BEGIN Information shown
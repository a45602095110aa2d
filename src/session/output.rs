use std::path::{Path, PathBuf};

use anyhow::Context;
use chrono::Utc;
use tracing::info;

use crate::llm::media::GeneratedImage;
use crate::studio::history::{file_stem, history_id};

/// Writes `image` as `<output_dir>/<label>-<timestamp>.<ext>`.
pub async fn save_image(
    output_dir: &Path,
    label: &str,
    image: &GeneratedImage,
) -> anyhow::Result<PathBuf> {
    tokio::fs::create_dir_all(output_dir)
        .await
        .with_context(|| format!("creating {}", output_dir.display()))?;

    let name = format!(
        "{}-{}.{}",
        file_stem(label),
        file_stem(&history_id(Utc::now())),
        image.extension()
    );
    let path = output_dir.join(name);
    tokio::fs::write(&path, &image.bytes)
        .await
        .with_context(|| format!("writing {}", path.display()))?;
    info!("Saved {} ({} bytes)", path.display(), image.bytes.len());
    Ok(path)
}

/// Saves every image and returns one line per file, or the failure.
pub async fn save_all(output_dir: &Path, label: &str, images: &[GeneratedImage]) -> Vec<String> {
    let mut lines = Vec::with_capacity(images.len());
    for (index, image) in images.iter().enumerate() {
        let label = if images.len() > 1 {
            format!("{label}-{}", index + 1)
        } else {
            label.to_string()
        };
        lines.push(match save_image(output_dir, &label, image).await {
            Ok(path) => format!("Saved {}", path.display()),
            Err(err) => format!("Could not save image: {err:#}"),
        });
    }
    lines
}
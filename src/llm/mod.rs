pub mod error;
pub mod gemini;
pub mod media;
pub mod studio_api;

pub use error::StudioError;
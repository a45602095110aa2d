use once_cell::sync::Lazy;
use regex::{Captures, Regex};

use crate::studio::settings::{CameraSettings, LightingSettings};

// Ranges accept an en-dash or a hyphen; signs accept the Unicode minus.
static FOCAL_RANGE: Lazy<Regex> = Lazy::new(|| Regex::new(r"(\d+)\s*[–-]\s*(\d+)\s*mm").unwrap());
static FOCAL_SINGLE: Lazy<Regex> = Lazy::new(|| Regex::new(r"(\d+)\s*mm").unwrap());
static APERTURE_RANGE: Lazy<Regex> =
    Lazy::new(|| Regex::new(r"aperture (\d+(?:\.\d+)?)\s*[–-]\s*(\d+(?:\.\d+)?)").unwrap());
static APERTURE_SINGLE: Lazy<Regex> = Lazy::new(|| Regex::new(r"aperture (\d+(?:\.\d+)?)").unwrap());
static SHUTTER: Lazy<Regex> = Lazy::new(|| Regex::new(r"shutter (\d+)").unwrap());
static HEIGHT_RANGE: Lazy<Regex> =
    Lazy::new(|| Regex::new(r"height (\d+)\s*[–-]\s*(\d+)\s*cm").unwrap());
static HEIGHT_SINGLE: Lazy<Regex> = Lazy::new(|| Regex::new(r"height (\d+)\s*cm").unwrap());
static PITCH: Lazy<Regex> = Lazy::new(|| Regex::new(r"pitch ([+\-−]?\d+)").unwrap());
static ROLL: Lazy<Regex> = Lazy::new(|| Regex::new(r"roll ([+\-−]?\d+)").unwrap());
static TEMPERATURE: Lazy<Regex> = Lazy::new(|| Regex::new(r"temp (\d+)\s*K").unwrap());
static INTENSITY: Lazy<Regex> = Lazy::new(|| Regex::new(r"intensity (\d+)\s*%").unwrap());
static HARDNESS: Lazy<Regex> = Lazy::new(|| Regex::new(r"hardness (\d+)\s*%").unwrap());

fn number(captures: &Captures, index: usize) -> Option<f32> {
    let raw = captures.get(index)?.as_str().replace('−', "-");
    raw.parse::<f32>().ok()
}

fn midpoint(pattern: &Regex, text: &str) -> Option<f32> {
    let captures = pattern.captures(text)?;
    Some((number(&captures, 1)? + number(&captures, 2)?) / 2.0)
}

fn single(pattern: &Regex, text: &str) -> Option<f32> {
    let captures = pattern.captures(text)?;
    number(&captures, 1)
}

/// Fills camera sliders from a preset's metadata string.
///
/// Ranges resolve to their midpoint and take precedence over single values.
/// Fields with no matching pattern keep the value from `base`.
pub fn parse_camera_metadata(metadata: &str, base: CameraSettings) -> CameraSettings {
    let mut settings = base;
    if metadata.contains("eye-level") {
        settings.height = 15.0;
    }

    if let Some(value) = midpoint(&FOCAL_RANGE, metadata).or_else(|| single(&FOCAL_SINGLE, metadata)) {
        settings.focal_length = value;
    }
    if let Some(value) =
        midpoint(&APERTURE_RANGE, metadata).or_else(|| single(&APERTURE_SINGLE, metadata))
    {
        settings.aperture = value;
    }
    if let Some(value) = single(&SHUTTER, metadata) {
        settings.shutter_speed = value;
    }
    if let Some(value) = midpoint(&HEIGHT_RANGE, metadata).or_else(|| single(&HEIGHT_SINGLE, metadata)) {
        settings.height = value;
    }
    if let Some(value) = single(&PITCH, metadata) {
        settings.pitch = value;
    }
    if let Some(value) = single(&ROLL, metadata) {
        settings.roll = value;
    }
    settings
}

pub fn parse_lighting_metadata(metadata: &str, base: LightingSettings) -> LightingSettings {
    let mut settings = base;
    if let Some(value) = single(&TEMPERATURE, metadata) {
        settings.temperature = value;
    }
    if let Some(value) = single(&INTENSITY, metadata) {
        settings.intensity = value;
    }
    if let Some(value) = single(&HARDNESS, metadata) {
        settings.hardness = value;
    }
    settings
}

#[cfg(test)]
mod tests {
    use super::*;

    #[test]
    fn focal_range_resolves_to_midpoint() {
        let settings = parse_camera_metadata("35–50mm lens", CameraSettings::default());
        assert_eq!(settings.focal_length, 42.5);
    }

    #[test]
    fn single_focal_length_is_taken_verbatim() {
        let settings = parse_camera_metadata("50mm", CameraSettings::default());
        assert_eq!(settings.focal_length, 50.0);
        let settings = parse_camera_metadata("35mm lens, shutter 250", CameraSettings::default());
        assert_eq!(settings.focal_length, 35.0);
        assert_eq!(settings.shutter_speed, 250.0);
    }

    #[test]
    fn hero_preset_fills_every_numeric_field() {
        let settings = parse_camera_metadata(
            "35–50mm lens, pitch −5°, camera height 20–40cm, aperture 4.0-8.0",
            CameraSettings::default(),
        );
        assert_eq!(settings.focal_length, 42.5);
        assert_eq!(settings.pitch, -5.0);
        assert_eq!(settings.height, 30.0);
        assert_eq!(settings.aperture, 6.0);
    }

    #[test]
    fn signed_angles_are_parsed() {
        let settings = parse_camera_metadata("14–24mm lens, pitch +35°", CameraSettings::default());
        assert_eq!(settings.pitch, 35.0);
        let settings = parse_camera_metadata("35mm lens, roll 10°", CameraSettings::default());
        assert_eq!(settings.roll, 10.0);
        let settings = parse_camera_metadata("Top-down, pitch -90", CameraSettings::default());
        assert_eq!(settings.pitch, -90.0);
    }

    #[test]
    fn eye_level_pins_height() {
        let base = CameraSettings {
            height: 90.0,
            ..CameraSettings::default()
        };
        let settings = parse_camera_metadata("50–85mm lens, eye-level", base);
        assert_eq!(settings.height, 15.0);
        assert_eq!(settings.focal_length, 67.5);
    }

    #[test]
    fn unmatched_fields_keep_prior_values() {
        let base = CameraSettings {
            focal_length: 70.0,
            aperture: 2.0,
            shutter_speed: 60.0,
            height: 44.0,
            pitch: 3.0,
            roll: -2.0,
        };
        assert_eq!(parse_camera_metadata("soft mood, no numbers", base), base);
        assert_eq!(parse_camera_metadata("", base), base);
    }

    #[test]
    fn lighting_metadata_fills_all_fields() {
        let settings = parse_lighting_metadata(
            "temp 5400K, intensity 70%, hardness 10%",
            LightingSettings::default(),
        );
        assert_eq!(
            settings,
            LightingSettings {
                temperature: 5400.0,
                intensity: 70.0,
                hardness: 10.0
            }
        );
    }

    #[test]
    fn lighting_partial_metadata_keeps_other_fields() {
        let settings = parse_lighting_metadata("intensity 100%", LightingSettings::default());
        assert_eq!(settings.intensity, 100.0);
        assert_eq!(settings.temperature, LightingSettings::default().temperature);
        assert_eq!(settings.hardness, LightingSettings::default().hardness);
    }
}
END Information shown
▶ Exercise details:
Select every line in the material above where the string "tokio" occurs, and copy it.

▶ Written solution:
    tokio::fs::create_dir_all(output_dir)
    tokio::fs::write(&path, &image.bytes)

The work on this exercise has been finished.